The next wave of zero‑day attacks will absolutely include Joomla, Helix, SP Page Builder, and many other widely used Joomla components. The reason is simple: Joomla has fallen from one of the strongest CMS platforms to the 6th or 7th place, largely because of its complicated upgrade process — from the core CMS all the way down to templates, components, and plugins.
We’ve already seen what happens when something breaks, like the recent Helix 3 issues. Nothing is compatible with anything. The template collapses, dozens of errors appear during upgrades, you update SP Page Builder and the entire website layout breaks, you update Joomla and suddenly another extension stops working. It’s endless.
People didn’t stay on Joomla 3 out of comfort or laziness. They stayed because upgrading to Joomla 4 requires new components, new plugins, a new template, a new SP Page Builder version — essentially, you have to charge the client as if you’re building a brand‑new website. And same story with Joomla 5 which again is not a simple one‑click upgrade but a chain of changes, fixes, and compatibility adjustments. Then Joomla 6 the same story. In just a few years we’ve gone from Joomla 3 to Joomla 6. Who can afford to pay hundreds of euros every few months for upgrades, especially for large and complex websites?

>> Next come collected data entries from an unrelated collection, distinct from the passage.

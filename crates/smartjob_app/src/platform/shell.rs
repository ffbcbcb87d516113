//! Line commands accepted by the interactive shell.
use std::path::{Path, PathBuf};

use smartjob_core::PDF_MIME_TYPE;

pub(crate) const HELP_TEXT: &str = "\
Commands:
  login <username> <password>   log in, creating the account on first use
  logout                        forget the stored session
  status                        show the current state
  upload [path] [mime]          upload a CV (runs in the background)
  rate <1-5>                    pick a feedback rating
  comment <text>                set the feedback comment
  send                          submit the feedback form
  feedback <1-5> [comment]      pick a rating and submit at once
  help                          show this text
  quit                          leave the shell";

#[derive(Debug, Clone, PartialEq, Eq)]
pub(crate) enum ShellCommand {
    Login { username: String, password: String },
    Logout,
    Status,
    Upload {
        path: Option<PathBuf>,
        mime: Option<String>,
    },
    Rate(u8),
    Comment(String),
    Send,
    Feedback { rating: u8, comment: Option<String> },
    Help,
    Quit,
    Empty,
}

pub(crate) fn parse(line: &str) -> Result<ShellCommand, String> {
    let line = line.trim();
    let (word, rest) = match line.split_once(char::is_whitespace) {
        Some((word, rest)) => (word, rest.trim()),
        None => (line, ""),
    };
    let args: Vec<&str> = rest.split_whitespace().collect();

    match word.to_ascii_lowercase().as_str() {
        "" => Ok(ShellCommand::Empty),
        "login" => match args.as_slice() {
            [username, password] => Ok(ShellCommand::Login {
                username: (*username).to_string(),
                password: (*password).to_string(),
            }),
            _ => Err("usage: login <username> <password>".to_string()),
        },
        "logout" => Ok(ShellCommand::Logout),
        "status" => Ok(ShellCommand::Status),
        "upload" => match args.as_slice() {
            [] => Ok(ShellCommand::Upload {
                path: None,
                mime: None,
            }),
            [path] => Ok(ShellCommand::Upload {
                path: Some(PathBuf::from(path)),
                mime: None,
            }),
            [path, mime] => Ok(ShellCommand::Upload {
                path: Some(PathBuf::from(path)),
                mime: Some((*mime).to_string()),
            }),
            _ => Err("usage: upload [path] [mime]".to_string()),
        },
        "rate" => match args.as_slice() {
            [value] => parse_rating(value).map(ShellCommand::Rate),
            _ => Err("usage: rate <1-5>".to_string()),
        },
        "comment" => Ok(ShellCommand::Comment(rest.to_string())),
        "send" => Ok(ShellCommand::Send),
        "feedback" => {
            let (value, comment) = match rest.split_once(char::is_whitespace) {
                Some((value, comment)) => (value, Some(comment.trim().to_string())),
                None => (rest, None),
            };
            if value.is_empty() {
                return Err("usage: feedback <1-5> [comment]".to_string());
            }
            let rating = parse_rating(value)?;
            Ok(ShellCommand::Feedback { rating, comment })
        }
        "help" | "?" => Ok(ShellCommand::Help),
        "quit" | "exit" => Ok(ShellCommand::Quit),
        other => Err(format!("unknown command '{other}' (try 'help')")),
    }
}

/// Out-of-range values still parse; the state machine rejects them.
fn parse_rating(value: &str) -> Result<u8, String> {
    value
        .parse::<u8>()
        .map_err(|_| format!("'{value}' is not a rating"))
}

/// MIME type a browser file picker would report for this path.
pub(crate) fn guess_mime(path: &Path) -> &'static str {
    let extension = path
        .extension()
        .and_then(|ext| ext.to_str())
        .map(str::to_ascii_lowercase);
    match extension.as_deref() {
        Some("pdf") => PDF_MIME_TYPE,
        Some("doc") => "application/msword",
        Some("docx") => "application/vnd.openxmlformats-officedocument.wordprocessingml.document",
        Some("txt") => "text/plain",
        Some("png") => "image/png",
        Some("jpg") | Some("jpeg") => "image/jpeg",
        _ => "application/octet-stream",
    }
}
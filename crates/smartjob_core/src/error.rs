use thiserror::Error;

/// Local input problems, reported without touching the network.
#[derive(Debug, Clone, PartialEq, Eq, Error)]
pub enum ValidationError {
    #[error("Please select a PDF file.")]
    NoFileSelected,
    #[error("Only PDF files are supported (got {mime_type}).")]
    NotPdf { mime_type: String },
    #[error("Please select a rating.")]
    NoRatingSelected,
    #[error("Rating must be between 1 and 5 (got {0}).")]
    RatingOutOfRange(u8),
    #[error("Please log in first.")]
    NotAuthenticated,
}

/// Every failure the client shows to the user. `Display` is the text that
/// lands in the status area of the operation that failed.
#[derive(Debug, Clone, PartialEq, Eq, Error)]
pub enum ClientError {
    #[error(transparent)]
    Validation(#[from] ValidationError),
    #[error("{0}")]
    Auth(String),
    #[error("{message}")]
    Backend { status: u16, message: String },
    #[error("An unexpected error occurred: {0}")]
    Transport(String),
}

/// How a backend call went wrong, as seen by the state machine.
#[derive(Debug, Clone, PartialEq, Eq)]
pub enum ServiceFailure {
    /// A response arrived with a non-2xx status.
    Rejected {
        status: u16,
        status_text: String,
        detail: Option<String>,
    },
    /// No usable response: connection, timeout or body decoding failure.
    Transport(String),
}

impl ServiceFailure {
    pub fn rejected(status: u16, status_text: impl Into<String>, detail: Option<String>) -> Self {
        Self::Rejected {
            status,
            status_text: status_text.into(),
            detail,
        }
    }

    pub fn status(&self) -> Option<u16> {
        match self {
            Self::Rejected { status, .. } => Some(*status),
            Self::Transport(_) => None,
        }
    }

    /// Login-path failure: backend detail, else `fallback`.
    pub(crate) fn into_auth_error(self, fallback: &str) -> ClientError {
        match self {
            Self::Rejected { detail, .. } => {
                ClientError::Auth(detail.unwrap_or_else(|| fallback.to_string()))
            }
            Self::Transport(reason) => ClientError::Transport(reason),
        }
    }

    /// Data-call failure: backend detail, else `HTTP status N`.
    pub(crate) fn into_backend_error(self) -> ClientError {
        match self {
            Self::Rejected { status, detail, .. } => ClientError::Backend {
                status,
                message: detail.unwrap_or_else(|| format!("HTTP status {status}")),
            },
            Self::Transport(reason) => ClientError::Transport(reason),
        }
    }

    /// Feedback failure: backend detail, else the raw status text.
    pub(crate) fn into_feedback_error(self) -> ClientError {
        match self {
            Self::Rejected {
                status,
                status_text,
                detail,
            } => {
                let message = match detail {
                    Some(detail) => detail,
                    None if !status_text.is_empty() => status_text,
                    None => format!("HTTP status {status}"),
                };
                ClientError::Backend { status, message }
            }
            Self::Transport(reason) => ClientError::Transport(reason),
        }
    }
}
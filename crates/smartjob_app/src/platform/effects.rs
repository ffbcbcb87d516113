use std::sync::{mpsc, Arc};

use smartjob_core::{
    Effect, JobRecommendation, Msg, Recommendations, SelectedFile, ServiceFailure, SkillScore,
};
use smartjob_engine::{
    ApiError, ClientSettings, CvUpload, EngineEvent, EngineHandle, EventSink,
    RecommendationResponse, SkillsResponse,
};
use smartjob_logging::{smartjob_debug, smartjob_info, smartjob_warn};

use super::app::AppEvent;

/// Executes the network effects of the state machine on the engine.
pub(crate) struct EffectRunner {
    engine: EngineHandle,
}

impl EffectRunner {
    pub(crate) fn new(
        settings: ClientSettings,
        tx: mpsc::Sender<AppEvent>,
    ) -> Result<Self, ApiError> {
        let engine = EngineHandle::new(settings, Arc::new(MsgSink { tx }))?;
        Ok(Self { engine })
    }

    #[cfg(test)]
    pub(crate) fn with_backend(
        backend: Arc<dyn smartjob_engine::Backend>,
        tx: mpsc::Sender<AppEvent>,
    ) -> Self {
        Self {
            engine: EngineHandle::with_backend(backend, Arc::new(MsgSink { tx })),
        }
    }

    pub(crate) fn run(&self, effect: Effect) {
        match effect {
            Effect::ProbeCredential { credential } => {
                smartjob_info!("Probing credential");
                self.engine.probe(credential.token());
            }
            Effect::CreateAccount { username, password } => {
                smartjob_info!("Creating account for {}", username);
                self.engine.create_account(username, password.expose());
            }
            Effect::RequestRecommendations {
                attempt,
                credential,
                file,
            } => {
                smartjob_info!(
                    "Requesting recommendations attempt={} file={} bytes={}",
                    attempt,
                    file.name,
                    file.bytes.len()
                );
                self.engine
                    .recommend(attempt, credential.token(), to_upload(&file));
            }
            Effect::RequestSkills {
                attempt,
                credential,
                file,
            } => {
                smartjob_info!(
                    "Requesting skill extraction attempt={} file={} bytes={}",
                    attempt,
                    file.name,
                    file.bytes.len()
                );
                self.engine
                    .extract_skills(attempt, credential.token(), to_upload(&file));
            }
            Effect::SendFeedback {
                credential,
                feedback,
            } => {
                smartjob_info!("Sending feedback rating={}", feedback.rating);
                self.engine
                    .submit_feedback(credential.token(), feedback.rating, feedback.comment);
            }
            Effect::PersistCredential(_) | Effect::ClearCredential | Effect::ResetFeedbackForm => {
                smartjob_debug!("Local effect reached the engine runner; ignored");
            }
        }
    }
}

/// Every request gets its own payload built from the shared file content.
fn to_upload(file: &SelectedFile) -> CvUpload {
    CvUpload::new(file.name.clone(), file.bytes.to_vec())
}

/// Forwards engine events into the controller inbox as core messages.
struct MsgSink {
    tx: mpsc::Sender<AppEvent>,
}

impl EventSink for MsgSink {
    fn emit(&self, event: EngineEvent) {
        if self.tx.send(AppEvent::Core(to_msg(event))).is_err() {
            smartjob_debug!("Controller gone; engine event dropped");
        }
    }
}

fn to_msg(event: EngineEvent) -> Msg {
    match event {
        EngineEvent::ProbeCompleted(result) => Msg::ProbeFinished(result.map_err(to_failure)),
        EngineEvent::AccountCreated(result) => {
            Msg::AccountCreationFinished(result.map_err(to_failure))
        }
        EngineEvent::RecommendationCompleted { attempt, result } => Msg::RecommendationFinished {
            attempt,
            result: result.map(to_recommendations).map_err(to_failure),
        },
        EngineEvent::SkillsCompleted { attempt, result } => Msg::SkillsFinished {
            attempt,
            result: result.map(to_skills).map_err(to_failure),
        },
        EngineEvent::FeedbackCompleted(result) => Msg::FeedbackFinished(result.map_err(to_failure)),
    }
}

fn to_failure(err: ApiError) -> ServiceFailure {
    match err.http_status() {
        Some(status) => ServiceFailure::rejected(status, err.message, err.detail),
        None => {
            smartjob_warn!("Backend call failed without a response: {}", err);
            ServiceFailure::Transport(err.to_string())
        }
    }
}

fn to_recommendations(response: RecommendationResponse) -> Recommendations {
    Recommendations {
        jobs: response
            .recommended_jobs
            .into_iter()
            .map(|job| JobRecommendation {
                title: job.title.unwrap_or_default(),
                company: job.company.unwrap_or_default(),
                location: job.location.unwrap_or_default(),
                description: job.description.unwrap_or_default(),
            })
            .collect(),
        career_text: response.career_recommendation_text,
    }
}

fn to_skills(response: SkillsResponse) -> Vec<SkillScore> {
    response
        .extracted_skills
        .into_iter()
        .map(|entry| SkillScore {
            skill: entry.skill,
            score: entry.score,
        })
        .collect()
}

I maintain both Joomla and WordPress websites. WordPress updates automatically without breaking the homepage, menus, or layout. The same goes for plugins — they update smoothly. Try doing that in Joomla. Just the other day I updated Helix 3 from 3.1.1 to 3.1.2 and the homepage crashed instantly.
The point is: there are thousands of Joomla websites on the web that are outdated and unmaintained simply because maintenance is expensive. We are not careless — clients cannot or do not want to pay for constant upgrades. And how do you explain to a client that they must pay several hundred euros every few months just to keep their site updated?

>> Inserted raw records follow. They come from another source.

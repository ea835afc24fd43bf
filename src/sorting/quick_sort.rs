pub fn quick_sort<T: Ord>(arr: &mut [T]) {
    if arr.len() <= 1 {
        return;
    }
    let pivot = partition(arr);
    let (left, right) = arr.split_at_mut(pivot);
    quick_sort(left);
    quick_sort(&mut right[1..]);
}

/// Lomuto partition with the last element as pivot.
pub(crate) fn partition<T: Ord>(arr: &mut [T]) -> usize {
    let pivot_index = arr.len() - 1;
    let mut store = 0;
    for i in 0..pivot_index {
        if arr[i] <= arr[pivot_index] {
            arr.swap(store, i);
            store += 1;
        }
    }
    arr.swap(store, pivot_index);
    store
}
use std::cmp::Ordering;

/// Probes at offsets drawn from the Fibonacci sequence instead of midpoints.
/// Requires `arr` sorted ascending.
pub fn fibonacci_search<T: Ord>(arr: &[T], target: &T) -> Option<usize> {
    let n = arr.len();
    if n == 0 {
        return None;
    }

    // Smallest Fibonacci number >= n, with its two predecessors.
    let (mut fib2, mut fib1) = (0usize, 1usize);
    let mut fib = fib2 + fib1;
    while fib < n {
        fib2 = fib1;
        fib1 = fib;
        fib = fib2 + fib1;
    }

    // Offset of the eliminated prefix, -1 before any probe.
    let mut offset: isize = -1;

    while fib > 1 {
        let i = ((offset + fib2 as isize) as usize).min(n - 1);
        match arr[i].cmp(target) {
            Ordering::Less => {
                fib = fib1;
                fib1 = fib2;
                fib2 = fib - fib1;
                offset = i as isize;
            }
            Ordering::Greater => {
                fib = fib2;
                fib1 -= fib2;
                fib2 = fib - fib1;
            }
            Ordering::Equal => return Some(i),
        }
    }

    // One candidate may remain past the eliminated prefix.
    let last = (offset + 1) as usize;
    if fib1 == 1 && last < n && arr[last] == *target {
        return Some(last);
    }
    None
}
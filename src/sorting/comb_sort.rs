/// Bubble sort with a shrinking gap (factor 1.3) so turtles near the end
/// move toward the front quickly.
pub fn comb_sort<T: Ord>(arr: &mut [T]) {
    let n = arr.len();
    if n < 2 {
        return;
    }

    let mut gap = n;
    let mut swapped = true;
    while gap > 1 || swapped {
        gap = (gap * 10 / 13).max(1);
        swapped = false;
        for i in 0..n - gap {
            if arr[i] > arr[i + gap] {
                arr.swap(i, i + gap);
                swapped = true;
            }
        }
    }
}
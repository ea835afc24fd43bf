pub fn selection_sort<T: Ord>(arr: &mut [T]) {
    let n = arr.len();
    for i in 0..n {
        let mut min = i;
        for j in i + 1..n {
            if arr[j] < arr[min] {
                min = j;
            }
        }
        if min != i {
            arr.swap(i, min);
        }
    }
}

Everyone else in the industry has spent years simplifying things, while the Joomla ecosystem kept demanding that a web designer also be a Linux server administrator, an Apache/PHP technician, and a cybersecurity specialist. When I talk to colleagues who work exclusively with WordPress, they have absolutely no idea what I’m talking about — nor do they understand the kind of stress I’m under when I need to upgrade something as simple as a page builder from version 6.1.1 to 6.6.2.
For them, an update is a non‑event. For us, it’s a potential disaster.
So yes, attacks on Joomla will continue, just like attacks on all its components, plugins, and frameworks. The ecosystem practically invites it.